WHAT THE EXERCISE ASKS:
Check each line of the material below for the string "parse", then report how many lines have it, and nothing else.

DATASET ENTRIES:

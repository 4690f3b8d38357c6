//! # Conference Runtime
//!
//! Operations of the conference-management backend.
//!
//! This crate turns the seams of `conference-core` into behavior. Every
//! operation reads through the injected [`EntityStore`], decides, and writes
//! back in one version-checked commit, retrying on contention
//! ([`retry::transact`]).
//!
//! ## Core Components
//!
//! - **Registration Engine** ([`registration`]): seat accounting; never oversells
//! - **Linkage Manager** ([`linkage`]): session/speaker links and deletion cascades
//! - **Wishlist Manager** ([`wishlist`]): per-profile session wishlists
//! - **Announcement Cache** ([`announcement`]): sold-out announcement and speaker summaries
//! - **Directories** ([`conferences`], [`profiles`], [`sessions`], [`speakers`]):
//!   creation, updates and queries
//! - **Service** ([`service::ConferenceService`]): the facade an API layer calls
//!
//! ## Example
//!
//! ```
//! use conference_runtime::{ConferenceEnvironment, service::ConferenceService};
//! use conference_testing::mocks::{
//!     InMemoryCache, InMemoryEntityStore, RecordingTaskQueue, StaticIdentityResolver,
//! };
//! use std::sync::Arc;
//!
//! let env = ConferenceEnvironment::new(
//!     Arc::new(InMemoryEntityStore::new()),
//!     Arc::new(InMemoryCache::new()),
//!     Arc::new(RecordingTaskQueue::new()),
//!     Arc::new(StaticIdentityResolver::new()),
//! );
//! let service = ConferenceService::new(env);
//! # let _ = service;
//! ```

use conference_core::cache::Cache;
use conference_core::entity::EntityKind;
use conference_core::error::{ConferenceError, Result};
use conference_core::identity::IdentityResolver;
use conference_core::key::{EntityKey, Kind, Reference};
use conference_core::store::{EntityStore, Record, Stored, fetch};
use conference_core::task_queue::{Task, TaskQueue};
use std::sync::Arc;

pub mod announcement;
pub mod config;
pub mod conferences;
pub mod linkage;
pub mod metrics;
pub mod profiles;
pub mod registration;
pub mod retry;
pub mod service;
pub mod sessions;
pub mod speakers;
pub mod wishlist;

pub use config::ConferenceConfig;
pub use retry::RetryPolicy;
pub use service::ConferenceService;

/// Collaborators shared by every component.
///
/// Cloning is cheap; each handle is an `Arc`.
#[derive(Clone)]
pub struct ConferenceEnvironment {
    /// Entity store.
    pub store: Arc<dyn EntityStore>,
    /// Derived-state cache.
    pub cache: Arc<dyn Cache>,
    /// Asynchronous task sink.
    pub tasks: Arc<dyn TaskQueue>,
    /// Bearer credential resolver.
    pub identity: Arc<dyn IdentityResolver>,
    /// Transaction retry policy.
    pub retry: RetryPolicy,
}

impl ConferenceEnvironment {
    /// Create an environment with the default retry policy.
    #[must_use]
    pub fn new(
        store: Arc<dyn EntityStore>,
        cache: Arc<dyn Cache>,
        tasks: Arc<dyn TaskQueue>,
        identity: Arc<dyn IdentityResolver>,
    ) -> Self {
        Self {
            store,
            cache,
            tasks,
            identity,
            retry: RetryPolicy::default(),
        }
    }

    /// Replace the retry policy.
    #[must_use]
    pub fn with_retry_policy(mut self, retry: RetryPolicy) -> Self {
        self.retry = retry;
        self
    }

    /// Load a record of type `T` by caller-supplied reference.
    ///
    /// # Errors
    ///
    /// - `BadRequest`: the reference is malformed
    /// - `NotFound`: it names another kind, or no such record exists
    pub(crate) async fn load<T: EntityKind>(&self, reference: &Reference) -> Result<Stored<T>> {
        let key = key_for(reference, T::KIND)?;
        fetch::<T>(self.store.as_ref(), &key)
            .await?
            .ok_or_else(|| ConferenceError::not_found(T::KIND, reference.clone()))
    }

    /// Load a record of type `T` by key, `None` if absent.
    pub(crate) async fn find<T: EntityKind>(&self, key: &EntityKey) -> Result<Option<Stored<T>>> {
        Ok(fetch::<T>(self.store.as_ref(), key).await?)
    }

    /// Resolve references in order, skipping malformed and dangling ones.
    pub(crate) async fn resolve_all<T: EntityKind>(
        &self,
        references: &[Reference],
    ) -> Result<Vec<Stored<T>>> {
        let keys: Vec<EntityKey> = references
            .iter()
            .filter_map(|reference| reference.decode().ok())
            .filter(|key| key.kind() == T::KIND)
            .collect();
        Ok(self
            .store
            .get_many(&keys)
            .await?
            .into_iter()
            .flatten()
            .filter_map(Record::into_typed)
            .collect())
    }

    /// Hand a task to the queue; failures are logged, never returned.
    pub(crate) async fn dispatch(&self, task: Task) {
        let name = task.name.clone();
        match self.tasks.dispatch(task).await {
            Ok(()) => tracing::debug!(task = %name, "Task dispatched"),
            Err(error) => tracing::warn!(task = %name, error = %error, "Task dispatch failed"),
        }
    }
}

/// Decode a caller-supplied reference and check its kind.
///
/// # Errors
///
/// - `BadRequest`: the reference is malformed
/// - `NotFound`: it names a record of another kind
pub fn key_for(reference: &Reference, kind: Kind) -> Result<EntityKey> {
    let key = reference.decode()?;
    if key.kind() != kind {
        return Err(ConferenceError::not_found(kind, reference.clone()));
    }
    Ok(key)
}

/// Reject a blank required field.
pub(crate) fn require(value: &str, message: &str) -> Result<()> {
    if value.trim().is_empty() {
        return Err(ConferenceError::BadRequest(message.to_string()));
    }
    Ok(())
}
//! Filter Compiler: caller-supplied conference filters to a validated query plan.
//!
//! Callers send filters as loosely typed triples of aliases, for example
//! `("MONTH", "GT", "3")`. [`compile`] resolves each alias through a fixed
//! table, coerces numeric values and enforces the store's query restrictions:
//!
//! - at most one distinct field may carry an inequality operator
//!   (anything other than `EQ`)
//! - when an inequality exists, results sort by that field first, then by name;
//!   otherwise by name alone
//!
//! ```
//! use conference_core::filter::{compile, RawFilter};
//!
//! let plan = compile(&[
//!     RawFilter::new("MONTH", "GT", "3"),
//!     RawFilter::new("CITY", "EQ", "Boston"),
//! ])
//! .unwrap();
//!
//! assert_eq!(plan.order(), ["month", "name"]);
//! ```

use crate::entity::PropertyValue;
use crate::error::{ConferenceError, Result};
use crate::key::Kind;
use crate::store::{Operator, Predicate, Query};
use serde::{Deserialize, Serialize};
use std::fmt;

/// Message returned when filters restrict more than one field by range.
pub const MULTIPLE_INEQUALITY_FIELDS: &str = "Inequality filter is allowed on only one field";

/// Conference properties callers may filter on.
#[derive(Copy, Clone, Debug, PartialEq, Eq, Hash)]
pub enum FilterField {
    /// `CITY` → `city`
    City,
    /// `TOPIC` → `topics`
    Topic,
    /// `MONTH` → `month`
    Month,
    /// `MAX_ATTENDEES` → `maxAttendees`
    MaxAttendees,
}

impl FilterField {
    /// Every filterable field.
    pub const ALL: [Self; 4] = [Self::City, Self::Topic, Self::Month, Self::MaxAttendees];

    /// Resolve a caller alias.
    #[must_use]
    pub fn from_alias(alias: &str) -> Option<Self> {
        match alias {
            "CITY" => Some(Self::City),
            "TOPIC" => Some(Self::Topic),
            "MONTH" => Some(Self::Month),
            "MAX_ATTENDEES" => Some(Self::MaxAttendees),
            _ => None,
        }
    }

    /// Alias callers use.
    #[must_use]
    pub const fn alias(self) -> &'static str {
        match self {
            Self::City => "CITY",
            Self::Topic => "TOPIC",
            Self::Month => "MONTH",
            Self::MaxAttendees => "MAX_ATTENDEES",
        }
    }

    /// Stored property name.
    #[must_use]
    pub const fn property(self) -> &'static str {
        match self {
            Self::City => "city",
            Self::Topic => "topics",
            Self::Month => "month",
            Self::MaxAttendees => "maxAttendees",
        }
    }

    /// Numeric fields take integer values.
    #[must_use]
    pub const fn is_numeric(self) -> bool {
        matches!(self, Self::Month | Self::MaxAttendees)
    }

    fn coerce(self, value: &str) -> Result<PropertyValue> {
        if !self.is_numeric() {
            return Ok(PropertyValue::text(value));
        }
        value.trim().parse::<i64>().map(PropertyValue::Int).map_err(|_| {
            ConferenceError::BadRequest(format!(
                "Filter value for {} must be an integer, got {value:?}",
                self.alias()
            ))
        })
    }
}

impl fmt::Display for FilterField {
    fn fmt(&self, f: &mut fmt::Formatter<'_>) -> fmt::Result {
        f.write_str(self.alias())
    }
}

/// Resolve an operator alias (`EQ`, `GT`, `GTEQ`, `LT`, `LTEQ`, `NE`).
#[must_use]
pub fn operator_from_alias(alias: &str) -> Option<Operator> {
    match alias {
        "EQ" => Some(Operator::Eq),
        "GT" => Some(Operator::Gt),
        "GTEQ" => Some(Operator::Gte),
        "LT" => Some(Operator::Lt),
        "LTEQ" => Some(Operator::Lte),
        "NE" => Some(Operator::Ne),
        _ => None,
    }
}

/// A filter exactly as a caller sent it.
#[derive(Clone, Debug, PartialEq, Eq, Serialize, Deserialize)]
pub struct RawFilter {
    /// Field alias, e.g. `"CITY"`.
    pub field: String,
    /// Operator alias, e.g. `"EQ"`.
    pub operator: String,
    /// Value, coerced according to the field.
    pub value: String,
}

impl RawFilter {
    /// Build a raw filter.
    #[must_use]
    pub fn new(field: impl Into<String>, operator: impl Into<String>, value: impl Into<String>) -> Self {
        Self {
            field: field.into(),
            operator: operator.into(),
            value: value.into(),
        }
    }
}

/// Validated conjunction of predicates plus the sort order they require.
#[derive(Clone, Debug, PartialEq, Eq)]
pub struct QueryPlan {
    predicates: Vec<Predicate>,
    order: Vec<&'static str>,
    inequality: Option<FilterField>,
}

impl QueryPlan {
    /// Predicates in the order the caller gave them.
    #[must_use]
    pub fn predicates(&self) -> &[Predicate] {
        &self.predicates
    }

    /// Sort keys (property names), most significant first.
    #[must_use]
    pub fn order(&self) -> &[&'static str] {
        &self.order
    }

    /// The single field restricted by an inequality, if any.
    #[must_use]
    pub const fn inequality_field(&self) -> Option<FilterField> {
        self.inequality
    }

    /// Store query over conferences.
    #[must_use]
    pub fn into_query(self) -> Query {
        let mut query = Query::kind(Kind::Conference);
        query.predicates = self.predicates;
        for property in self.order {
            query = query.order_by(property);
        }
        query
    }
}

/// Compile raw filters into a query plan.
///
/// # Errors
///
/// Returns [`ConferenceError::BadRequest`] when a field or operator alias is
/// unknown, a numeric value does not parse, or inequalities touch more than
/// one field.
pub fn compile(filters: &[RawFilter]) -> Result<QueryPlan> {
    let mut predicates = Vec::with_capacity(filters.len());
    let mut inequality: Option<FilterField> = None;

    for filter in filters {
        let field = FilterField::from_alias(&filter.field).ok_or_else(|| {
            ConferenceError::BadRequest(format!("Filter contains invalid field: {}", filter.field))
        })?;
        let operator = operator_from_alias(&filter.operator).ok_or_else(|| {
            ConferenceError::BadRequest(format!(
                "Filter contains invalid operator: {}",
                filter.operator
            ))
        })?;

        if operator.is_inequality() {
            match inequality {
                Some(existing) if existing != field => {
                    return Err(ConferenceError::BadRequest(MULTIPLE_INEQUALITY_FIELDS.to_string()));
                }
                _ => inequality = Some(field),
            }
        }

        predicates.push(Predicate::new(field.property(), operator, field.coerce(&filter.value)?));
    }

    let order = match inequality {
        Some(field) => vec![field.property(), "name"],
        None => vec!["name"],
    };

    Ok(QueryPlan {
        predicates,
        order,
        inequality,
    })
}

#[cfg(test)]
mod tests {
    #![allow(clippy::unwrap_used)]

    use super::*;
    use crate::error::ErrorKind;
    use proptest::prelude::*;

    #[test]
    fn inequality_field_leads_the_sort_order() {
        let plan = compile(&[
            RawFilter::new("MONTH", "GT", "3"),
            RawFilter::new("CITY", "EQ", "Boston"),
        ])
        .unwrap();

        assert_eq!(plan.order(), ["month", "name"]);
        assert_eq!(plan.inequality_field(), Some(FilterField::Month));
        assert_eq!(
            plan.predicates(),
            [
                Predicate::new("month", Operator::Gt, PropertyValue::Int(3)),
                Predicate::eq("city", PropertyValue::text("Boston")),
            ]
        );
    }

    #[test]
    fn two_inequality_fields_are_rejected() {
        let error = compile(&[
            RawFilter::new("MONTH", "GT", "3"),
            RawFilter::new("MAX_ATTENDEES", "LT", "50"),
        ])
        .unwrap_err();

        assert_eq!(error.kind(), ErrorKind::BadRequest);
        assert!(error.to_string().contains(MULTIPLE_INEQUALITY_FIELDS));
    }

    #[test]
    fn range_on_one_field_is_allowed() {
        let plan = compile(&[
            RawFilter::new("MAX_ATTENDEES", "GTEQ", "10"),
            RawFilter::new("MAX_ATTENDEES", "LT", "50"),
        ])
        .unwrap();
        assert_eq!(plan.order(), ["maxAttendees", "name"]);
    }

    #[test]
    fn not_equal_counts_as_inequality() {
        let error = compile(&[
            RawFilter::new("CITY", "NE", "Paris"),
            RawFilter::new("MONTH", "LTEQ", "6"),
        ])
        .unwrap_err();
        assert_eq!(error.kind(), ErrorKind::BadRequest);
    }

    #[test]
    fn equality_only_sorts_by_name() {
        let plan = compile(&[RawFilter::new("TOPIC", "EQ", "Rust")]).unwrap();
        assert_eq!(plan.order(), ["name"]);
        assert_eq!(plan.inequality_field(), None);

        let query = plan.into_query();
        assert_eq!(query.kind, Kind::Conference);
        assert_eq!(query.predicates[0].property, "topics");
    }

    #[test]
    fn unknown_aliases_and_bad_numbers_are_rejected() {
        for filters in [
            vec![RawFilter::new("COUNTRY", "EQ", "US")],
            vec![RawFilter::new("CITY", "LIKE", "B%")],
            vec![RawFilter::new("MONTH", "EQ", "June")],
        ] {
            assert_eq!(compile(&filters).unwrap_err().kind(), ErrorKind::BadRequest);
        }
    }

    fn raw_filter() -> impl Strategy<Value = RawFilter> {
        let field = prop::sample::select(FilterField::ALL.to_vec());
        let operator = prop::sample::select(vec!["EQ", "GT", "GTEQ", "LT", "LTEQ", "NE"]);
        (field, operator, 0i64..100).prop_map(|(field, operator, n)| {
            RawFilter::new(field.alias(), operator, n.to_string())
        })
    }

    proptest! {
        #[test]
        fn compiled_plans_respect_store_restrictions(filters in prop::collection::vec(raw_filter(), 0..6)) {
            let inequality_fields: std::collections::HashSet<&str> = filters
                .iter()
                .filter(|f| f.operator != "EQ")
                .map(|f| f.field.as_str())
                .collect();

            match compile(&filters) {
                Ok(plan) => {
                    prop_assert!(inequality_fields.len() <= 1);
                    prop_assert_eq!(plan.predicates().len(), filters.len());
                    prop_assert_eq!(plan.order().last().copied(), Some("name"));
                    if let Some(field) = plan.inequality_field() {
                        prop_assert_eq!(plan.order()[0], field.property());
                        prop_assert!(plan
                            .predicates()
                            .iter()
                            .filter(|p| p.operator.is_inequality())
                            .all(|p| p.property == field.property()));
                    } else {
                        prop_assert_eq!(plan.order().len(), 1);
                    }
                }
                Err(error) => {
                    prop_assert!(inequality_fields.len() > 1);
                    prop_assert_eq!(error.kind(), ErrorKind::BadRequest);
                }
            }
        }
    }
}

YOUR SOLUTION:
2